[THE PROBLEM]
Please return every line in the following data that includes the string "NaiveDateTime".

[MATERIAL PROVIDED]
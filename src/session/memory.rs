//! An in-memory remote server.
//!
//! Sessions created with [`MemorySession::attach`] share one directory tree
//! but keep their own working directory, just like separate connections to
//! the same FTP server. Listings are rendered in `ls -l` form so the parser
//! is exercised end to end.

use std::collections::{BTreeMap, HashMap, HashSet};
use std::io::Read;
use std::sync::{Arc, Mutex, MutexGuard};

use chrono::{NaiveDate, NaiveDateTime};

use super::{BlockCallback, DirectoryOps, Session, forward_blocks, split_command};
use crate::error::{Error, Result};
use crate::transfer::DEFAULT_BLOCK_SIZE;

#[derive(Debug, Clone)]
enum Node {
    Dir,
    File(Vec<u8>),
    Symlink(String),
}

#[derive(Debug, Default)]
struct Tree {
    // Keyed by absolute path without the leading slash; "" is the root.
    nodes: BTreeMap<String, Node>,
    failing: HashSet<String>,
    // File name -> bytes actually sent on RETR
    truncated: HashMap<String, usize>,
    broken_listings: HashSet<String>,
    extra_lines: HashMap<String, Vec<String>>,
    disconnects: usize,
}

#[derive(Debug, Default)]
struct Faults {
    quit: bool,
    close: bool,
}

pub struct MemorySession {
    tree: Arc<Mutex<Tree>>,
    cwd: Vec<String>,
    modified: NaiveDateTime,
    history: Vec<String>,
    faults: Faults,
    closed: bool,
}

impl Default for MemorySession {
    fn default() -> Self {
        Self::new()
    }
}

impl MemorySession {
    pub fn new() -> Self {
        let mut tree = Tree::default();
        tree.nodes.insert(String::new(), Node::Dir);
        Self::with_tree(Arc::new(Mutex::new(tree)))
    }

    fn with_tree(tree: Arc<Mutex<Tree>>) -> Self {
        let modified = NaiveDate::from_ymd_opt(2020, 1, 1)
            .and_then(|d| d.and_hms_opt(0, 0, 0))
            .unwrap_or_default();
        Self {
            tree,
            cwd: Vec::new(),
            modified,
            history: Vec::new(),
            faults: Faults::default(),
            closed: false,
        }
    }

    /// Open another session onto the same remote tree.
    pub fn attach(&self) -> Self {
        Self::with_tree(Arc::clone(&self.tree))
    }

    /// Create a directory and any missing parents.
    pub fn add_dir(&self, path: &str) {
        let mut tree = self.lock();
        let mut current = String::new();
        for segment in path.split('/').filter(|s| !s.is_empty()) {
            current = join_key(&current, segment);
            tree.nodes.entry(current.clone()).or_insert(Node::Dir);
        }
    }

    /// Create a file, creating parent directories as needed.
    pub fn add_file(&self, path: &str, contents: &[u8]) {
        let key = normalize_key(path);
        if let Some((parent, _)) = key.rsplit_once('/') {
            self.add_dir(parent);
        }
        self.lock().nodes.insert(key, Node::File(contents.to_vec()));
    }

    pub fn add_symlink(&self, path: &str, target: &str) {
        let key = normalize_key(path);
        if let Some((parent, _)) = key.rsplit_once('/') {
            self.add_dir(parent);
        }
        self.lock()
            .nodes
            .insert(key, Node::Symlink(target.to_string()));
    }

    pub fn file(&self, path: &str) -> Option<Vec<u8>> {
        match self.lock().nodes.get(&normalize_key(path)) {
            Some(Node::File(data)) => Some(data.clone()),
            _ => None,
        }
    }

    pub fn is_dir(&self, path: &str) -> bool {
        matches!(self.lock().nodes.get(&normalize_key(path)), Some(Node::Dir))
    }

    /// Make every transfer touching a file with this name fail.
    pub fn fail_transfers_of(&self, name: &str) {
        self.lock().failing.insert(name.to_string());
    }

    /// Send only the first `keep` bytes when a file with this name is retrieved.
    pub fn truncate_transfers_of(&self, name: &str, keep: usize) {
        self.lock().truncated.insert(name.to_string(), keep);
    }

    /// Make `LIST` of this directory fail.
    pub fn fail_listing_of(&self, dir: &str) {
        self.lock().broken_listings.insert(normalize_key(dir));
    }

    /// Append a raw line to every `LIST` of `dir`.
    pub fn add_listing_line(&self, dir: &str, line: &str) {
        self.lock()
            .extra_lines
            .entry(normalize_key(dir))
            .or_default()
            .push(line.to_string());
    }

    pub fn fail_quit(&mut self) {
        self.faults.quit = true;
    }

    pub fn fail_close(&mut self) {
        self.faults.close = true;
    }

    /// Commands issued so far, e.g. `CWD photos` or `MKD nature`.
    pub fn history(&self) -> &[String] {
        &self.history
    }

    pub fn is_closed(&self) -> bool {
        self.closed
    }

    /// Sessions on this tree that have been shut down so far.
    pub fn disconnected_sessions(&self) -> usize {
        self.lock().disconnects
    }

    fn disconnect(&mut self) {
        self.closed = true;
        self.lock().disconnects += 1;
    }

    fn lock(&self) -> MutexGuard<'_, Tree> {
        self.tree.lock().unwrap_or_else(|poisoned| poisoned.into_inner())
    }

    fn resolve(&self, path: &str) -> Vec<String> {
        let mut segments = if path.starts_with('/') {
            Vec::new()
        } else {
            self.cwd.clone()
        };
        for segment in path.split('/') {
            match segment {
                "" | "." => {}
                ".." => {
                    segments.pop();
                }
                other => segments.push(other.to_string()),
            }
        }
        segments
    }

    fn resolve_key(&self, path: &str) -> String {
        self.resolve(path).join("/")
    }

    fn check_failing(&self, key: &str) -> Result<()> {
        let name = key.rsplit('/').next().unwrap_or(key);
        if self.lock().failing.contains(name) {
            return Err(Error::Remote(format!("451 Transfer aborted: {name}")));
        }
        Ok(())
    }

    fn render(&self, name: &str, node: &Node) -> String {
        let stamp = self.modified.format("%b %d %Y");
        match node {
            Node::Dir => format!("drwxr-xr-x 2 ftp ftp 4096 {stamp} {name}"),
            Node::File(data) => format!("-rw-r--r-- 1 ftp ftp {} {stamp} {name}", data.len()),
            Node::Symlink(target) => {
                format!("lrwxrwxrwx 1 ftp ftp {} {stamp} {name} -> {target}", target.len())
            }
        }
    }

    fn children(&self, dir_key: &str) -> Vec<(String, Node)> {
        let tree = self.lock();
        tree.nodes
            .iter()
            .filter(|(key, _)| !key.is_empty() && parent_key(key) == dir_key)
            .map(|(key, node)| (key.rsplit('/').next().unwrap_or(key).to_string(), node.clone()))
            .collect()
    }
}

impl DirectoryOps for MemorySession {
    fn change_directory(&mut self, path: &str) -> Result<()> {
        self.history.push(format!("CWD {path}"));
        let segments = self.resolve(path);
        let key = segments.join("/");
        match self.lock().nodes.get(&key) {
            Some(Node::Dir) => {}
            _ => return Err(Error::Remote(format!("550 {path}: No such directory"))),
        }
        self.cwd = segments;
        Ok(())
    }

    fn make_directory(&mut self, path: &str) -> Result<()> {
        self.history.push(format!("MKD {path}"));
        let key = self.resolve_key(path);
        let mut tree = self.lock();
        if tree.nodes.contains_key(&key) {
            return Err(Error::Remote(format!("550 {path}: File exists")));
        }
        if !matches!(tree.nodes.get(parent_key(&key)), Some(Node::Dir)) {
            return Err(Error::Remote(format!("550 {path}: No such directory")));
        }
        tree.nodes.insert(key, Node::Dir);
        Ok(())
    }
}

impl Session for MemorySession {
    fn remove_directory(&mut self, path: &str) -> Result<()> {
        self.history.push(format!("RMD {path}"));
        let key = self.resolve_key(path);
        if !self.children(&key).is_empty() {
            return Err(Error::Remote(format!("550 {path}: Directory not empty")));
        }
        let mut tree = self.lock();
        match tree.nodes.get(&key) {
            Some(Node::Dir) if !key.is_empty() => {
                tree.nodes.remove(&key);
                Ok(())
            }
            _ => Err(Error::Remote(format!("550 {path}: No such directory"))),
        }
    }

    fn delete(&mut self, path: &str) -> Result<()> {
        self.history.push(format!("DELE {path}"));
        let key = self.resolve_key(path);
        let mut tree = self.lock();
        match tree.nodes.get(&key) {
            Some(Node::File(_)) | Some(Node::Symlink(_)) => {
                tree.nodes.remove(&key);
                Ok(())
            }
            _ => Err(Error::Remote(format!("550 {path}: No such file"))),
        }
    }

    fn rename(&mut self, from: &str, to: &str) -> Result<()> {
        self.history.push(format!("RNFR {from}"));
        let from_key = self.resolve_key(from);
        let to_key = self.resolve_key(to);
        let mut tree = self.lock();
        if tree.nodes.contains_key(&to_key) {
            return Err(Error::Remote(format!("553 {to}: File exists")));
        }
        let moved: Vec<String> = tree
            .nodes
            .keys()
            .filter(|k| **k == from_key || k.starts_with(&format!("{from_key}/")))
            .cloned()
            .collect();
        if moved.is_empty() || from_key.is_empty() {
            return Err(Error::Remote(format!("550 {from}: No such file")));
        }
        for key in moved {
            if let Some(node) = tree.nodes.remove(&key) {
                let renamed = format!("{to_key}{}", &key[from_key.len()..]);
                tree.nodes.insert(renamed, node);
            }
        }
        Ok(())
    }

    fn size(&mut self, path: &str) -> Result<u64> {
        self.history.push(format!("SIZE {path}"));
        let key = self.resolve_key(path);
        match self.lock().nodes.get(&key) {
            Some(Node::File(data)) => Ok(data.len() as u64),
            _ => Err(Error::Remote(format!("550 {path}: No such file"))),
        }
    }

    fn send_binary(
        &mut self,
        command: &str,
        reader: &mut dyn Read,
        mut on_block: Option<BlockCallback<'_>>,
    ) -> Result<()> {
        self.history.push(command.to_string());
        let (verb, name) = split_command(command)?;
        if verb != "STOR" {
            return Err(Error::Remote(format!("502 {verb} not implemented")));
        }
        let key = self.resolve_key(name);
        self.check_failing(&key)?;

        let mut data = Vec::new();
        let mut buf = vec![0u8; DEFAULT_BLOCK_SIZE];
        loop {
            let n = reader.read(&mut buf)?;
            if n == 0 {
                break;
            }
            data.extend_from_slice(&buf[..n]);
            if let Some(cb) = on_block.as_mut() {
                cb(&buf[..n]);
            }
        }

        let mut tree = self.lock();
        if !matches!(tree.nodes.get(parent_key(&key)), Some(Node::Dir)) {
            return Err(Error::Remote(format!("553 {name}: No such directory")));
        }
        if matches!(tree.nodes.get(&key), Some(Node::Dir)) {
            return Err(Error::Remote(format!("553 {name}: Is a directory")));
        }
        tree.nodes.insert(key, Node::File(data));
        Ok(())
    }

    fn receive_binary(&mut self, command: &str, on_block: BlockCallback<'_>) -> Result<()> {
        self.history.push(command.to_string());
        let (verb, path) = split_command(command)?;
        if verb != "RETR" {
            return Err(Error::Remote(format!("502 {verb} not implemented")));
        }
        let key = self.resolve_key(path);
        self.check_failing(&key)?;

        let tree = self.lock();
        let mut data = match tree.nodes.get(&key) {
            Some(Node::File(data)) => data.clone(),
            _ => return Err(Error::Remote(format!("550 {path}: No such file"))),
        };
        let name = key.rsplit('/').next().unwrap_or(&key);
        if let Some(&keep) = tree.truncated.get(name) {
            data.truncate(keep);
        }
        drop(tree);

        forward_blocks(&mut &data[..], DEFAULT_BLOCK_SIZE, on_block)?;
        Ok(())
    }

    fn list_names(&mut self, path: &str) -> Result<Vec<String>> {
        self.history.push(format!("NLST {path}"));
        let key = self.resolve_key(path);
        if !matches!(self.lock().nodes.get(&key), Some(Node::Dir)) {
            return Err(Error::Remote(format!("550 {path}: No such directory")));
        }
        let mut names = vec![".".to_string(), "..".to_string()];
        names.extend(self.children(&key).into_iter().map(|(name, _)| name));
        Ok(names)
    }

    fn list_raw(&mut self, path: &str, on_line: &mut dyn FnMut(&str)) -> Result<()> {
        self.history.push(format!("LIST {path}"));
        let key = self.resolve_key(path);
        let extra = {
            let tree = self.lock();
            if tree.broken_listings.contains(&key) {
                return Err(Error::Remote(format!("451 {path}: Listing aborted")));
            }
            if !matches!(tree.nodes.get(&key), Some(Node::Dir)) {
                return Err(Error::Remote(format!("550 {path}: No such directory")));
            }
            tree.extra_lines.get(&key).cloned().unwrap_or_default()
        };
        let children = self.children(&key);
        on_line(&format!("total {}", children.len() + extra.len()));
        on_line(&self.render(".", &Node::Dir));
        on_line(&self.render("..", &Node::Dir));
        for (name, node) in &children {
            on_line(&self.render(name, node));
        }
        for line in &extra {
            on_line(line);
        }
        Ok(())
    }

    fn present_working_directory(&mut self) -> Result<String> {
        Ok(format!("/{}", self.cwd.join("/")))
    }

    fn quit(&mut self) -> Result<()> {
        self.history.push("QUIT".to_string());
        if self.faults.quit {
            return Err(Error::Remote("421 Connection lost during QUIT".to_string()));
        }
        self.disconnect();
        Ok(())
    }

    fn close(&mut self) -> Result<()> {
        if self.faults.close {
            return Err(Error::Remote("Socket already closed".to_string()));
        }
        self.disconnect();
        Ok(())
    }
}

fn normalize_key(path: &str) -> String {
    path.split('/')
        .filter(|s| !s.is_empty() && *s != ".")
        .collect::<Vec<_>>()
        .join("/")
}

fn join_key(parent: &str, name: &str) -> String {
    if parent.is_empty() {
        name.to_string()
    } else {
        format!("{parent}/{name}")
    }
}

fn parent_key(key: &str) -> &str {
    key.rsplit_once('/').map(|(parent, _)| parent).unwrap_or("")
}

[ANSWER SECTION]
use chrono::{NaiveDate, NaiveDateTime};
    modified: NaiveDateTime,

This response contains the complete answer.